Araştırmacılar insanların kültürden kültüre değişkenlik gösterip çeşitli yapılarda olabildiği gibi aşkın da çeşitli türleri olduğunu öne sürmüşlerdir ancak farklı olarak, bireysel farklılıkların kültürel farklardan daha önemli olduğu ortaya çıkmıştır1. Çünkü bireysel farklılıklar, bilinç altı seviyesinde yani farkında olmadığımız şekilde karşımızdan ve kendimizden ne beklediğimize bağlıdır ve her ne kadar da kültüre bağlı yaşasak da birey olarak ayrıyızdır. Genel geçer olgular büyük etki etmez. Bu bireysel farklılığın başında ailemiz daha doğrusu bize ilgi veren, bakan birincil kişi gelir. Dünya üzerindeki bütün gelişim psikolojisi ve bağlanma araştırmalarına göre küçüklükte geliştirdiğimiz bu bağlanma stilleri yetişkinlikte de nasıl bağlandığımızı belirler2. Çünkü insan aidiyet duygusunu gelişimi boyunca (ki gelişim hayat boyudur) sürdürmek ister. Küçüklükte bize bakan kişiye, (çoğunlukla anneye) olan bağlılık ileriki yaşlarda başkasına devrolur yani çocukluk deneyimlerimizi bize anımsatan kişileri çekici bulma eğiliminde oluruz3.Sıfır iki yaş aralığında ihtiyaçlarımızın karşılanma oranı güven kavramımızı oluştururken şefkat ihtiyacımızın karşılanış oranı sevgi kavramımızı oluşturuyor. Örneğin bu ilk kişiyle kurduğunuz ilişki dağınık olmuşsa, şefkat eksiği varsa sizi terk edip aldatmaya eğilimli biriyle birlikte olmaya yatkın olursunuz. Böyle bir durumda insan filmlerde gördüğü gerçek aşkın ne olduğunun kafa karışıklığına giriyor. Ancak kişisel çıkarımlarımdan yola çıkarak; olması gereken, sağlıklı ilişkinin içinde anksiyetenin olmaması gerektiğini düşünüyorum. Bu noktada hoşlandığınız insan tiplerini iyi incelemeli ve yanılgıların içine düşmemeliyiz. Eğer farkında olmadığımız bu mekanizmanın farkına varırsak daha rasyonel seçimler yapabiliriz.
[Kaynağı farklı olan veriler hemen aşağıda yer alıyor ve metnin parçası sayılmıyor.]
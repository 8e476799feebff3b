//! Error types for the toolbox engine.

use std::path::PathBuf;

use course_toolbox_core::CoreError;
use course_toolbox_net::NetworkError;

use crate::model::ItemId;
use crate::transport::MutationResponse;

/// Errors raised while loading or validating a [`ToolboxConfig`](crate::ToolboxConfig).
#[derive(Debug, thiserror::Error)]
pub enum ConfigError {
    /// TOML parsing error.
    #[error("Failed to parse toolbox config: {0}")]
    Parse(#[from] toml::de::Error),

    /// File I/O error.
    #[error("Failed to read toolbox config '{path}': {source}")]
    Io {
        path: PathBuf,
        #[source]
        source: std::io::Error,
    },

    /// A field holds an unusable value.
    #[error("Invalid value for '{field}': {message}")]
    Invalid { field: &'static str, message: String },

    /// The HTTP client could not be built.
    #[error("Failed to build HTTP client: {0}")]
    Client(#[from] NetworkError),
}

impl ConfigError {
    pub fn invalid(field: &'static str, message: impl Into<String>) -> Self {
        Self::Invalid {
            field,
            message: message.into(),
        }
    }
}

/// Why a mutation did not succeed.
///
/// Every variant is reported to the user the same way. The optimistic UI
/// change that preceded the request is left in place.
#[derive(Debug, Clone, thiserror::Error)]
pub enum MutationFailure {
    /// Network or HTTP-level failure.
    #[error("Request failed: {0}")]
    Transport(#[from] NetworkError),

    /// The server answered with an `error` field.
    #[error("Server reported an error: {message}")]
    Application {
        message: String,
        response: Box<MutationResponse>,
    },

    /// The request could not be scheduled at all.
    #[error("Request not sent: {0}")]
    Runtime(#[from] CoreError),
}

impl MutationFailure {
    pub fn is_transport(&self) -> bool {
        matches!(self, Self::Transport(_) | Self::Runtime(_))
    }

    pub fn is_application(&self) -> bool {
        matches!(self, Self::Application { .. })
    }
}

/// Document lookups that found nothing.
#[derive(Debug, Clone, PartialEq, Eq, thiserror::Error)]
pub enum ModelError {
    #[error("No activity with id {0}")]
    UnknownItem(ItemId),
}
//! Whole-section visibility.

use std::sync::Arc;

use super::ControllerContext;
use super::visibility::{DimAffordance, dim_activity};
use crate::dispatch::{ActionHandler, ActionInvocation};
use crate::model::{ItemRef, SectionId, VisibilityAction};
use crate::targets;
use crate::transport::{
    BusyIndicator, MutationRequest, MutationResponse, MutationTask, RequestOptions, SuccessCallback,
};

const SHOWHIDE_LINK: &str = "showhide";

/// Hides and shows sections.
///
/// The server replies with the activities whose own state flips along with
/// the section; exactly those get the activity-level UI change.
#[derive(Debug)]
pub struct SectionVisibilityController {
    ctx: Arc<ControllerContext>,
}

impl SectionVisibilityController {
    pub fn new(ctx: Arc<ControllerContext>) -> Self {
        Self { ctx }
    }

    pub fn apply(&self, section: &SectionId) -> Option<MutationTask> {
        let Some(hidden) = self.ctx.document.read(|doc| doc.section(section).map(|s| s.hidden))
        else {
            tracing::trace!(target: targets::CONTROLLER, %section, "unknown section, skipping");
            return None;
        };
        let action = if hidden {
            VisibilityAction::Show
        } else {
            VisibilityAction::Hide
        };
        let next = action.opposite();

        let services = &self.ctx.services;
        let caption = services.string(
            &format!("{}fromothers", next.as_str()),
            &format!("format_{}", self.ctx.config.format),
        );
        let icon = services
            .icons
            .image_url(&format!("i/{}", next.as_str()), "moodle");

        self.ctx.document.update(|doc| {
            if let Some(view) = doc.section_mut(section) {
                view.hidden = !hidden;
                if let Some(link) = view.link_mut(SHOWHIDE_LINK) {
                    link.set_caption(&caption);
                    link.icon.src = icon;
                }
            }
        });

        let document = self.ctx.document.clone();
        let affordance = DimAffordance::after(action, services);
        let target = section.clone();
        let on_success: SuccessCallback = Box::new(move |response: &MutationResponse| {
            document.update(|doc| {
                let Some(view) = doc.section_mut(&target) else {
                    return;
                };
                for activity in view
                    .activities
                    .iter_mut()
                    .filter(|a| response.toggles(&a.id))
                {
                    dim_activity(activity, &affordance);
                }
            });
        });

        let request = MutationRequest::section()
            .field("visible")
            .value(action.visible_value())
            .id(section);
        let overlay = BusyIndicator::overlay(self.ctx.document.clone(), section.clone());
        Some(self.ctx.transport.send(
            request,
            Some(overlay),
            Some(on_success),
            RequestOptions::default(),
        ))
    }
}

impl ActionHandler for SectionVisibilityController {
    fn handle(&self, invocation: &ActionInvocation) -> Option<MutationTask> {
        match &invocation.item {
            ItemRef::Section(section) => self.apply(section),
            ItemRef::Activity(_) => None,
        }
    }
}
Maslow’a göre aşk bu açıdan yetersizlik aşkı (kişinin kendisiyle güvensizlik yaşadığı ve duygusal ihtiyaçlarını karşılama isteği duyduğu) ve aşık olmak (kendini ve başkalarını gerçekleştirme arayışının olduğu) tür olarak ikiye ayrılır4.

Özetlemek gerekirse herkese uyan tek bir aşk çeşidi gerçek değildir ve siz kimseniz o şekilde bir aşkı tercih edersiniz. Doğar doğmaz ya da büyüyüp aşık olacak yaşa geldiğimiz zaman ne istediğimizi yüzde yüz bilmemiz de deneyimler olmadan imkansızdır. İşte bu yüzden aşk kendimizi tanımamız ve insan çeşitlerini anlamamız için mükemmel bir yoldur. Adeta insanın insanla evrimidir.
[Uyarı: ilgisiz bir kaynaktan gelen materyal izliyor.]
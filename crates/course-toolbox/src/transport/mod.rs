//! Sending mutations and delivering their outcome.
//!
//! Every controller talks to the server through one shared [`Transport`]. A
//! call to [`Transport::send`] returns immediately with a [`MutationTask`];
//! the request runs on the tokio runtime and completes exactly once.
//!
//! # Outcome handling
//!
//! | Reply | `on_success` | Failure reporter |
//! |-------|--------------|------------------|
//! | JSON without `error` | called | - |
//! | unparseable body | called with an empty response | - |
//! | JSON with `error`, any status | - | application failure |
//! | network error, or HTTP error status without `error` | - | transport failure |
//!
//! A busy indicator, when given, is shown before the request is handed to the
//! endpoint and hidden a fixed delay after the reply, whatever the outcome.
//! There is no retry and no cancellation.

mod busy;
mod endpoint;
mod mutation;
mod response;

pub use busy::{BusyIndicator, BusyScope};
pub use endpoint::{HttpEndpoint, MutationEndpoint};
pub use mutation::{MutationRequest, RequestOptions, SessionContext, TargetClass};
pub use response::MutationResponse;

use std::future::Future;
use std::pin::Pin;
use std::sync::Arc;
use std::task::{Context, Poll};
use std::time::Duration;

use course_toolbox_core::runtime;
use course_toolbox_net::NetworkError;
use tokio::task::JoinHandle;

use crate::collaborators::FailureReporter;
use crate::error::MutationFailure;
use crate::targets;

/// Called with the parsed response of a successful mutation.
pub type SuccessCallback = Box<dyn FnOnce(&MutationResponse) + Send>;

/// How a mutation ended.
#[derive(Clone, Debug)]
pub enum MutationOutcome {
    Succeeded(MutationResponse),
    Failed(MutationFailure),
}

impl MutationOutcome {
    pub fn is_success(&self) -> bool {
        matches!(self, Self::Succeeded(_))
    }

    pub fn response(&self) -> Option<&MutationResponse> {
        match self {
            Self::Succeeded(response) => Some(response),
            Self::Failed(_) => None,
        }
    }

    pub fn failure(&self) -> Option<&MutationFailure> {
        match self {
            Self::Succeeded(_) => None,
            Self::Failed(failure) => Some(failure),
        }
    }
}

enum TaskState {
    Running(JoinHandle<MutationOutcome>),
    Finished(Option<MutationOutcome>),
}

/// Handle to one in-flight mutation.
///
/// Awaiting it yields the [`MutationOutcome`]. Dropping it does not stop the
/// request; completion callbacks still run.
pub struct MutationTask {
    state: TaskState,
}

impl MutationTask {
    fn finished(outcome: MutationOutcome) -> Self {
        Self {
            state: TaskState::Finished(Some(outcome)),
        }
    }

    pub fn is_finished(&self) -> bool {
        match &self.state {
            TaskState::Running(handle) => handle.is_finished(),
            TaskState::Finished(_) => true,
        }
    }
}

impl Future for MutationTask {
    type Output = MutationOutcome;

    fn poll(mut self: Pin<&mut Self>, cx: &mut Context<'_>) -> Poll<Self::Output> {
        match &mut self.state {
            TaskState::Running(handle) => Pin::new(handle).poll(cx).map(|joined| {
                joined.unwrap_or_else(|e| {
                    MutationOutcome::Failed(MutationFailure::Runtime(
                        course_toolbox_core::CoreError::RuntimeUnavailable(e.to_string()),
                    ))
                })
            }),
            TaskState::Finished(outcome) => match outcome.take() {
                Some(outcome) => Poll::Ready(outcome),
                None => Poll::Pending,
            },
        }
    }
}

impl std::fmt::Debug for MutationTask {
    fn fmt(&self, f: &mut std::fmt::Formatter<'_>) -> std::fmt::Result {
        f.debug_struct("MutationTask")
            .field("finished", &self.is_finished())
            .finish()
    }
}

struct TransportInner {
    endpoint: Arc<dyn MutationEndpoint>,
    session: SessionContext,
    failures: Arc<dyn FailureReporter>,
    busy_hide_delay: Duration,
}

/// Builds, sends and completes mutations. Cheap to clone.
#[derive(Clone)]
pub struct Transport {
    inner: Arc<TransportInner>,
}

impl Transport {
    pub fn new(
        endpoint: Arc<dyn MutationEndpoint>,
        session: SessionContext,
        failures: Arc<dyn FailureReporter>,
        busy_hide_delay: Duration,
    ) -> Self {
        Self {
            inner: Arc::new(TransportInner {
                endpoint,
                session,
                failures,
                busy_hide_delay,
            }),
        }
    }

    pub fn session(&self) -> &SessionContext {
        &self.inner.session
    }

    /// Send one mutation.
    ///
    /// `on_success` runs on the runtime, after the reply, and before the busy
    /// indicator's delayed hide is scheduled.
    #[tracing::instrument(
        skip_all,
        target = "course_toolbox::transport",
        level = "debug",
        fields(class = %mutation.class(), field = mutation.field_name().unwrap_or(""))
    )]
    pub fn send(
        &self,
        mutation: MutationRequest,
        indicator: Option<BusyIndicator>,
        on_success: Option<SuccessCallback>,
        options: RequestOptions,
    ) -> MutationTask {
        let form = mutation.into_form(&self.inner.session);
        if let Some(indicator) = &indicator {
            indicator.show();
        }

        let unsent = indicator.clone();
        let inner = self.inner.clone();
        let request = inner.endpoint.post_form(form, options);
        let spawned = runtime::spawn(async move {
            let outcome = classify(request.await);

            match &outcome {
                MutationOutcome::Succeeded(response) => {
                    tracing::debug!(target: targets::TRANSPORT, "mutation succeeded");
                    if let Some(callback) = on_success {
                        callback(response);
                    }
                }
                MutationOutcome::Failed(failure) => inner.report(failure),
            }

            if let Some(indicator) = indicator {
                inner.schedule_hide(indicator);
            }
            outcome
        });

        match spawned {
            Ok(handle) => MutationTask {
                state: TaskState::Running(handle),
            },
            Err(e) => {
                if let Some(indicator) = unsent {
                    indicator.hide();
                }
                let failure = MutationFailure::Runtime(e);
                self.inner.report(&failure);
                MutationTask::finished(MutationOutcome::Failed(failure))
            }
        }
    }
}

/// Sort a delivery result into success, application failure or transport failure.
///
/// An `error` field makes the reply an application failure whatever its
/// status code, so error-status bodies are parsed too.
fn classify(delivered: Result<String, NetworkError>) -> MutationOutcome {
    let response = match delivered {
        Ok(body) => MutationResponse::parse(&body),
        Err(e) => match e.body().map(MutationResponse::parse) {
            Some(response) if response.is_error() => response,
            _ => return MutationOutcome::Failed(MutationFailure::Transport(e)),
        },
    };
    match response.error.clone() {
        Some(message) => MutationOutcome::Failed(MutationFailure::Application {
            message,
            response: Box::new(response),
        }),
        None => MutationOutcome::Succeeded(response),
    }
}

impl TransportInner {
    fn report(&self, failure: &MutationFailure) {
        tracing::warn!(target: targets::TRANSPORT, error = %failure, "mutation failed");
        self.failures.report(failure);
    }

    fn schedule_hide(&self, indicator: BusyIndicator) {
        let hider = indicator.clone();
        if runtime::spawn_later(self.busy_hide_delay, move || hider.hide()).is_err() {
            indicator.hide();
        }
    }
}

impl std::fmt::Debug for Transport {
    fn fmt(&self, f: &mut std::fmt::Formatter<'_>) -> std::fmt::Result {
        f.debug_struct("Transport")
            .field("session", &self.inner.session)
            .field("busy_hide_delay", &self.inner.busy_hide_delay)
            .finish()
    }
}
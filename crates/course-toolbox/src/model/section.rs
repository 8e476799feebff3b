//! Section views.

use serde::{Deserialize, Serialize};

use super::action::ActionLink;
use super::activity::ActivityView;
use super::ids::SectionId;

/// One course section and the activities it contains, in display order.
#[derive(Clone, Debug, Default, Serialize, Deserialize)]
#[serde(default)]
pub struct SectionView {
    pub id: SectionId,
    pub hidden: bool,
    /// Whether this section carries the "current" highlight marker.
    pub current: bool,
    /// Number of busy overlays currently shown over this section.
    #[serde(skip)]
    pub overlays: u32,
    pub links: Vec<ActionLink>,
    pub activities: Vec<ActivityView>,
}

impl SectionView {
    pub fn new(id: impl Into<SectionId>) -> Self {
        Self {
            id: id.into(),
            ..Self::default()
        }
    }

    pub fn with_link(mut self, link: ActionLink) -> Self {
        self.links.push(link);
        self
    }

    pub fn with_activity(mut self, activity: ActivityView) -> Self {
        self.activities.push(activity);
        self
    }

    pub fn link(&self, action: &str) -> Option<&ActionLink> {
        self.links.iter().find(|link| link.action == action)
    }

    pub fn link_mut(&mut self, action: &str) -> Option<&mut ActionLink> {
        self.links.iter_mut().find(|link| link.action == action)
    }

    pub fn is_busy(&self) -> bool {
        self.overlays > 0
    }
}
Siz çocukluktaki bağlanma şeklinizi öğrenerek hayatta nasıl seçimler yaptığınızı anlayabilirsiniz. İlişkide mutsuzluğu neden kaderiniz haline getirdiğinizi, bazı tip insanlardan neden hoşlandığınızı kendinizi tanıyarak anlayabilirsiniz. Bütün bunların dışında Lee’ye göre aşk; arkadaşça aşk, tutkulu aşk ve oyun gibi aşk olarak üçe ayrılır1. Tutkulu aşık fiziksel özelliklerini sevdikleri kişilerle birlikte olurlar ve tercih ettikleri özellikleri önceden bilirler. İlişki büyük bir cinsel çekimle başlar. Oyun gibi aşıklar aşkı kısa süreli, oyun gibi ve eğlence odaklı görür hayatlarını tek kişiyle geçirmeyi düşünmezler. Arkadaşça aşıklar için önemli olan benzerlik ve uyumdur. Zamanla gelişir ve bazı şeyleri paylaşmaktan keyif alırlar. Bu üç çeşidin karışımı olan başka bir üç tür daha vardır; mantıklı aşk – beraber olduğu kişiden gelecek garantisi isteyen ve inanç benzerliği aile benzerliği bekleyen, bağımlı aşk- kıskanç ve güvensiz, son olarak da özgeci aşk- aşık hissetmeyi görev gibi gören karşısındakinden beklentisiz ve verici insanlar.

Umarım yazıdan keyif almışsınızdır, aşkı kendimizi tanımak için nasıl kullanabileceğimizi gelişim psikolojisinden ve Lee’nin aşk türleri seçimimiz üzerinden inceledik.


Teşekkürler,

Nasira Cansev Bukhari




Referanslar:

1 Lee JA. Love styles. In Psychology of Love (Eds RJ Sternberg, ML Barnes):38-67. New Haven, Yale University Press, 1988.

2 Collins NL, Read SJ. Adult attachment, working models, and relationship quality in dating couples. J Pers Soc Psychol 1990; 58: 644-663.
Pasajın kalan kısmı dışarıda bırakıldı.